Top of Data to use
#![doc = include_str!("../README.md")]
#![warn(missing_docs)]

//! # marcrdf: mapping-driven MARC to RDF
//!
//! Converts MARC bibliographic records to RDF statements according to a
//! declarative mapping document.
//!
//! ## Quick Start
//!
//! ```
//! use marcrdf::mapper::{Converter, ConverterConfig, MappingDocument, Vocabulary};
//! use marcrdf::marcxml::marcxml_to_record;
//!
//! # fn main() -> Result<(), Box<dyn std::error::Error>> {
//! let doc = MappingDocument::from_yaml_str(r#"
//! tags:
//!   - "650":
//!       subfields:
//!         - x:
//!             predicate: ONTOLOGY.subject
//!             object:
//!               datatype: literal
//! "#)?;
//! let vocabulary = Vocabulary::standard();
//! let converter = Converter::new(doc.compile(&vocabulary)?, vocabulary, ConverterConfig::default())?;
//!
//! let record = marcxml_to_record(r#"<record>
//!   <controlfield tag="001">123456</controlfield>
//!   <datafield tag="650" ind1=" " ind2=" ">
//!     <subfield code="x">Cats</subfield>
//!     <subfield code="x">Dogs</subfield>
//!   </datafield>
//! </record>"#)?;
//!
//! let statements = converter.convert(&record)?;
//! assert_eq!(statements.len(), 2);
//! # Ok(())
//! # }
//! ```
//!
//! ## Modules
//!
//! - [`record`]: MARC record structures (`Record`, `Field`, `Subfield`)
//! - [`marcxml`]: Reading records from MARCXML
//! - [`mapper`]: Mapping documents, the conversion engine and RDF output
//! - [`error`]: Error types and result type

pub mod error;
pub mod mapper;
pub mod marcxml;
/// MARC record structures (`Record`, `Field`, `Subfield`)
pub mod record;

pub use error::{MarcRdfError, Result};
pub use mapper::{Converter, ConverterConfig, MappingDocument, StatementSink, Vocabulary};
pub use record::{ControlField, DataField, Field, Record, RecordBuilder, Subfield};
Bottom of Data to use
*Description of the task*
Each record above must be restated in full, word for word.

*Output of the exercise*
#![doc = include_str!("../README.md")]
#![warn(missing_docs)]

//! # marcrdf: mapping-driven MARC to RDF
//!
//! Converts MARC bibliographic records to RDF statements according to a
//! declarative mapping document.
//!
//! ## Quick Start
//!
//! ```
//! use marcrdf::mapper::{Converter, ConverterConfig, MappingDocument, Vocabulary};
//! use marcrdf::marcxml::marcxml_to_record;
//!
//! # fn main() -> Result<(), Box<dyn std::error::Error>> {
//! let doc = MappingDocument::from_yaml_str(r#"
//! tags:
//!   - "650":
//!       subfields:
//!         - x:
//!             predicate: ONTOLOGY.subject
//!             object:
//!               datatype: literal
//! "#)?;
//! let vocabulary = Vocabulary::standard();
//! let converter = Converter::new(doc.compile(&vocabulary)?, vocabulary, ConverterConfig::default())?;
//!
//! let record = marcxml_to_record(r#"<record>
//!   <controlfield tag="001">123456</controlfield>
//!   <datafield tag="650" ind1=" " ind2=" ">
//!     <subfield code="x">Cats</subfield>
//!     <subfield code="x">Dogs</subfield>
//!   </datafield>
//! </record>"#)?;
//!
//! let statements = converter.convert(&record)?;
//! assert_eq!(statements.len(), 2);
//! # Ok(())
//! # }
//! ```
//!
//! ## Modules
//!
//! - [`record`]: MARC record structures (`Record`, `Field`, `Subfield`)
//! - [`marcxml`]: Reading records from MARCXML
//! - [`mapper`]: Mapping documents, the conversion engine and RDF output
//! - [`error`]: Error types and result type

pub mod error;
pub mod mapper;
pub mod marcxml;
/// MARC record structures (`Record`, `Field`, `Subfield`)
pub mod record;

pub use error::{MarcRdfError, Result};
pub use mapper::{Converter, ConverterConfig, MappingDocument, StatementSink, Vocabulary};
pub use record::{ControlField, DataField, Field, Record, RecordBuilder, Subfield};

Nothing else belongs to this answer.